BAY RIDGE — Retired teacher and Bay Ridge native Monique Stanton made the move from the classroom to the art studio as she became an emerging wood artist.
Before transitioning to artist, she was an art teacher at P.S. 102 for over 30 years.
“I’ve always been involved in the arts, and since I retired, I decided to put my energies towards creating art of my own and I’ve been really loving it,” she said. “I officially retired in 2019. I continued to work part-time as an F-status art teacher until 2024. I’m also a volunteer at the Metropolitan Museum of Art. They had a staff art show, and I participated in that.”
Stanton’s artwork caught the eye of another artist who was also exhibiting there who encouraged her to put herself out there and create more art and to apply to open call for artists.

“I’m really enjoying meeting other artists and putting myself out there in a whole new creative circle,” she said. “Not as an educator but now as a creator.”
Stanton created a large-scale work, around 48 inches at the Metropolitan Museum of Art. “It was quite an extraordinary start for me,” she said.
Since then, Stanton has shown her work in Colorado, upstate New York and Long Island.
“The great thing about it is meeting people, speaking to other artists and hearing how they approach their artwork and just establishing myself in a new skin,” she said. “It has really been a pleasure for me.”
Stanton taught kindergarten through fifth grade at P.S. 102 in Bay Ridge. She was also an adjunct teacher at St. John’s University.
Stanton uses wood in its rawest form or re-salvaged wood that has been modified for some sort of functionality. “It really brings together the full scope of the functionality of wood and also its beauty,” she said.
“I love working with the medium that I work with,” she said of wooden artwork. “The medium actually is what I find the most inspiring because I work with pieces of wood that are raw from nature. I also work with pieces of wood that have been modified, that are pieces of furniture, or it could be like a piece of a guitar. I get a lot of my materials from construction and demolition sites.”

Stanton’s latest wood artwork, titled “Tapestry,” is on display in “Unmoored/Unbound,” an exhibition presented by the Brooklyn Waterfront Artists Coalition at Powerhouse Arts, 322 Third Ave.
“I’ve known about BWAC, so when I submitted into the jury show and I found out that my piece was selected, I was really over the moon, because this has been a long-term organization that I have looked at and been inspired by,” Stanton said. “I’ve been visiting their art exhibits for years, and now here I am, in one.”

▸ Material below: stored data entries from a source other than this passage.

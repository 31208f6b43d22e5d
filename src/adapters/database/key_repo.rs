use crate::adapters::database::records::{
    IdentityKeyRecord, OneTimePreKeyRecord, SealedSenderKeyRecord, SignedPreKeyRecord,
};
use crate::domain::crypto::{PublicKeyBytes, SignatureBytes};
use crate::domain::keys::{IdentityKey, OneTimePreKey, SealedSenderKey, SignedPreKey};
use crate::error::{AppError, Result};
use sqlx::PgConnection;
use time::OffsetDateTime;
use uuid::Uuid;

#[derive(Clone, Debug, Default)]
pub struct KeyRepository {}

impl KeyRepository {
    #[must_use]
    pub const fn new() -> Self {
        Self {}
    }

    /// Marks the user's current active identity key (if any) `rotated` and inserts a new
    /// active row with `version = prior + 1` (or `1` if there was none). I1.
    ///
    /// # Errors
    /// Returns `AppError::Store` if the database operation fails.
    #[tracing::instrument(level = "debug", skip(self, conn, public_key), err)]
    pub(crate) async fn rotate_identity_key(
        &self,
        conn: &mut PgConnection,
        user_id: Uuid,
        public_key: &PublicKeyBytes,
    ) -> Result<IdentityKey> {
        let prior_version: Option<i32> = sqlx::query_scalar(
            "UPDATE identity_keys SET status = 'rotated' WHERE user_id = $1 AND status = 'active' RETURNING version",
        )
        .bind(user_id)
        .fetch_optional(&mut *conn)
        .await?;

        let version = prior_version.unwrap_or(0) + 1;
        let fingerprint = public_key.fingerprint();

        let row: IdentityKeyRecord = sqlx::query_as(
            r"
            INSERT INTO identity_keys (user_id, public_key, fingerprint, version, status, created_at)
            VALUES ($1, $2, $3, $4, 'active', now())
            RETURNING user_id, public_key, fingerprint, version, status, created_at
            ",
        )
        .bind(user_id)
        .bind(public_key.as_bytes())
        .bind(&fingerprint)
        .bind(version)
        .fetch_one(&mut *conn)
        .await?;

        IdentityKey::try_from(row).map_err(AppError::KeyFormat)
    }

    /// Fetches the user's current active identity key, locking the row for update.
    ///
    /// # Errors
    /// Returns `AppError::Store` if the query fails.
    #[tracing::instrument(level = "debug", skip(self, conn), err)]
    pub(crate) async fn fetch_active_identity_key_for_update(
        &self,
        conn: &mut PgConnection,
        user_id: Uuid,
    ) -> Result<Option<IdentityKey>> {
        let row: Option<IdentityKeyRecord> = sqlx::query_as(
            "SELECT user_id, public_key, fingerprint, version, status, created_at \
             FROM identity_keys WHERE user_id = $1 AND status = 'active' FOR UPDATE",
        )
        .bind(user_id)
        .fetch_optional(&mut *conn)
        .await?;

        row.map(IdentityKey::try_from).transpose().map_err(AppError::KeyFormat)
    }

    /// Fetches the user's current active identity key (read-only).
    ///
    /// # Errors
    /// Returns `AppError::Store` if the query fails.
    #[tracing::instrument(level = "debug", skip(self, conn), err)]
    pub(crate) async fn fetch_active_identity_key(
        &self,
        conn: &mut PgConnection,
        user_id: Uuid,
    ) -> Result<Option<IdentityKey>> {
        let row: Option<IdentityKeyRecord> = sqlx::query_as(
            "SELECT user_id, public_key, fingerprint, version, status, created_at \
             FROM identity_keys WHERE user_id = $1 AND status = 'active'",
        )
        .bind(user_id)
        .fetch_optional(&mut *conn)
        .await?;

        row.map(IdentityKey::try_from).transpose().map_err(AppError::KeyFormat)
    }

    /// Upserts a signed prekey for `(user_id, key_id)`. Overwrites public key, signature
    /// and timestamps on conflict rather than keeping the prior row — see the
    /// upsert-not-insert-after-status-change contract.
    ///
    /// # Errors
    /// Returns `AppError::Store` if the database operation fails.
    #[tracing::instrument(level = "debug", skip(self, conn, public_key, signature), err)]
    pub(crate) async fn upsert_signed_pre_key(
        &self,
        conn: &mut PgConnection,
        user_id: Uuid,
        key_id: i32,
        public_key: &PublicKeyBytes,
        signature: &SignatureBytes,
        ttl_days: i64,
    ) -> Result<SignedPreKey> {
        let fingerprint = public_key.fingerprint();

        let row: SignedPreKeyRecord = sqlx::query_as(
            r"
            INSERT INTO signed_pre_keys (user_id, key_id, public_key, signature, fingerprint, created_at, expires_at)
            VALUES ($1, $2, $3, $4, $5, now(), now() + make_interval(days => $6))
            ON CONFLICT (user_id, key_id) DO UPDATE
            SET public_key = $3, signature = $4, fingerprint = $5, created_at = now(),
                expires_at = now() + make_interval(days => $6)
            RETURNING user_id, key_id, public_key, signature, fingerprint, created_at, expires_at
            ",
        )
        .bind(user_id)
        .bind(key_id)
        .bind(public_key.as_bytes())
        .bind(signature.as_bytes())
        .bind(&fingerprint)
        .bind(ttl_days)
        .fetch_one(&mut *conn)
        .await?;

        SignedPreKey::try_from(row).map_err(AppError::KeyFormat)
    }

    /// Fetches the user's most recently uploaded signed prekey.
    ///
    /// # Errors
    /// Returns `AppError::Store` if the query fails.
    #[tracing::instrument(level = "debug", skip(self, conn), err)]
    pub(crate) async fn fetch_latest_signed_pre_key(
        &self,
        conn: &mut PgConnection,
        user_id: Uuid,
    ) -> Result<Option<SignedPreKey>> {
        let row: Option<SignedPreKeyRecord> = sqlx::query_as(
            "SELECT user_id, key_id, public_key, signature, fingerprint, created_at, expires_at \
             FROM signed_pre_keys WHERE user_id = $1 ORDER BY created_at DESC LIMIT 1",
        )
        .bind(user_id)
        .fetch_optional(&mut *conn)
        .await?;

        row.map(SignedPreKey::try_from).transpose().map_err(AppError::KeyFormat)
    }

    /// Inserts a batch of one-time prekeys, ignoring any `(user_id, key_id)` collisions.
    ///
    /// # Errors
    /// Returns `AppError::Store` if the database operation fails.
    #[tracing::instrument(level = "debug", skip(self, conn, keys), err)]
    pub(crate) async fn insert_one_time_pre_keys(
        &self,
        conn: &mut PgConnection,
        user_id: Uuid,
        keys: &[(i32, PublicKeyBytes)],
    ) -> Result<()> {
        if keys.is_empty() {
            return Ok(());
        }

        let mut key_ids = Vec::with_capacity(keys.len());
        let mut public_keys = Vec::with_capacity(keys.len());
        for (key_id, pk) in keys {
            key_ids.push(*key_id);
            public_keys.push(pk.as_bytes());
        }

        sqlx::query(
            r"
            INSERT INTO one_time_pre_keys (id, user_id, key_id, public_key, status, created_at)
            SELECT gen_random_uuid(), $1, k, pk, 'available', now()
            FROM UNNEST($2::int4[], $3::bytea[]) AS t(k, pk)
            ON CONFLICT (user_id, key_id) WHERE status != 'consumed' DO NOTHING
            ",
        )
        .bind(user_id)
        .bind(&key_ids)
        .bind(&public_keys)
        .execute(&mut *conn)
        .await?;

        Ok(())
    }

    /// Atomically claims a single available one-time prekey for `user_id`, transitioning
    /// it to `consumed` and recording `requester_id`. Selection is lowest `key_id` first,
    /// with `FOR UPDATE SKIP LOCKED` guaranteeing no two concurrent claimants receive the
    /// same row. I4.
    ///
    /// # Errors
    /// Returns `AppError::Store` if the database operation fails.
    #[tracing::instrument(level = "debug", skip(self, conn), err)]
    pub(crate) async fn claim_one_time_pre_key(
        &self,
        conn: &mut PgConnection,
        user_id: Uuid,
        requester_id: Uuid,
    ) -> Result<Option<OneTimePreKey>> {
        let row: Option<OneTimePreKeyRecord> = sqlx::query_as(
            r"
            WITH target AS (
                SELECT id FROM one_time_pre_keys
                WHERE user_id = $1 AND status = 'available'
                ORDER BY key_id ASC, id ASC
                LIMIT 1
                FOR UPDATE SKIP LOCKED
            )
            UPDATE one_time_pre_keys
            SET status = 'consumed', claimed_by = $2, claimed_at = now()
            WHERE id IN (SELECT id FROM target)
            RETURNING id, user_id, key_id, public_key, status, claimed_by, claimed_at, created_at
            ",
        )
        .bind(user_id)
        .bind(requester_id)
        .fetch_optional(&mut *conn)
        .await?;

        row.map(OneTimePreKey::try_from).transpose().map_err(AppError::KeyFormat)
    }

    /// Counts one-time prekeys currently `available` for a user. I3.
    ///
    /// # Errors
    /// Returns `AppError::Store` if the query fails.
    #[tracing::instrument(level = "debug", skip(self, conn), err)]
    pub(crate) async fn count_available_one_time_pre_keys(&self, conn: &mut PgConnection, user_id: Uuid) -> Result<i64> {
        let count: i64 =
            sqlx::query_scalar("SELECT COUNT(*) FROM one_time_pre_keys WHERE user_id = $1 AND status = 'available'")
                .bind(user_id)
                .fetch_one(&mut *conn)
                .await?;
        Ok(count)
    }

    /// Returns whether the signed prekey's `expires_at` has already passed.
    #[must_use]
    pub fn is_expired(expires_at: OffsetDateTime) -> bool {
        expires_at < OffsetDateTime::now_utc()
    }

    /// Inserts a new sealed-sender key version for a user. Versions are append-only;
    /// fetch callers always take the newest unexpired row.
    ///
    /// # Errors
    /// Returns `AppError::Store` if the database operation fails.
    #[tracing::instrument(level = "debug", skip(self, conn, public_key), err)]
    pub(crate) async fn upsert_sealed_sender_key(
        &self,
        conn: &mut PgConnection,
        user_id: Uuid,
        public_key: &PublicKeyBytes,
        ttl_days: i64,
    ) -> Result<SealedSenderKey> {
        let fingerprint = public_key.fingerprint();

        let next_version: i32 = sqlx::query_scalar(
            "SELECT COALESCE(MAX(version), 0) + 1 FROM sealed_sender_keys WHERE user_id = $1",
        )
        .bind(user_id)
        .fetch_one(&mut *conn)
        .await?;

        let row: SealedSenderKeyRecord = sqlx::query_as(
            r"
            INSERT INTO sealed_sender_keys (user_id, public_key, fingerprint, version, created_at, expires_at)
            VALUES ($1, $2, $3, $4, now(), now() + make_interval(days => $5))
            RETURNING user_id, public_key, fingerprint, version, created_at, expires_at
            ",
        )
        .bind(user_id)
        .bind(public_key.as_bytes())
        .bind(&fingerprint)
        .bind(next_version)
        .bind(ttl_days)
        .fetch_one(&mut *conn)
        .await?;

        SealedSenderKey::try_from(row).map_err(AppError::KeyFormat)
    }

    /// Fetches a user's newest unexpired sealed-sender key, if any.
    ///
    /// # Errors
    /// Returns `AppError::Store` if the query fails.
    #[tracing::instrument(level = "debug", skip(self, conn), err)]
    pub(crate) async fn fetch_active_sealed_sender_key(
        &self,
        conn: &mut PgConnection,
        user_id: Uuid,
    ) -> Result<Option<SealedSenderKey>> {
        let row: Option<SealedSenderKeyRecord> = sqlx::query_as(
            "SELECT user_id, public_key, fingerprint, version, created_at, expires_at \
             FROM sealed_sender_keys WHERE user_id = $1 AND expires_at > now() \
             ORDER BY version DESC LIMIT 1",
        )
        .bind(user_id)
        .fetch_optional(&mut *conn)
        .await?;

        row.map(SealedSenderKey::try_from).transpose().map_err(AppError::KeyFormat)
    }
}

“It’s their first in-person show since they had that terrible fire last year,” she added. “Their shows have been virtual since then and this is their first in-person show. To have my piece selected was really quite an honor.”
The piece speaks to the theme and the title of the show.
“What’s in the piece is a lot of different pieces of wood put together in this upward motion, just kind of really connecting to the theme of the exhibit and also in BWAC’s current process that they are to piece themselves together,” Stanton said. “To be onward and upward. It’s quite an unbelievable experience for me.”
The change from being a teacher to an artist has been challenging but gratifying.
“It’s interesting because I’m very well-versed in promoting my students’ art, so there’s a learning curve, because now, I have to learn to promote mine,” she said. “It feels unusual, but it feels good. It’s very exciting that I’m able to take part in a career that I loved so much. I absolutely adored being an art teacher. It’s really exciting that I’m able to keep that creative energy in myself, and I’ve just rechanneled it to something new.”
Over the years, she took a variety of fine arts classes, dabbled in painting, photography, sculpture and printmaking, but Stanton always landed on working with wood.
“I’ve always loved trees,” Stanton said. “From when I was younger, I collected pieces of driftwood and dabbled around with them a little bit. I’ve always been drawn to trees and woodworking of that nature, and I have a lot of pieces.”
Stanton has a studio in the North Fork on Long Island where she does her work and collects the pieces that she’s going to use. The pieces of wood themselves drive the finished products.
“I’ll look at them and I’ll say, ‘Oh, this might look nice together,’ or ‘This might work,’ and I’ll try it,” she explained. “Sometimes the pieces just don’t fit the way I expect them to do, and I say, ‘Okay, this piece was not meant to be.’ So, I need to start my process over, and the shape, the colors, the texture and the directionality of the wood really determines what my process is.”
The exhibition is on view through Aug. 9 at Powerhouse Arts. Gallery hours are 10 a.m. to 7 p.m. Monday through Friday and 1 p.m. to 5 p.m. on weekends.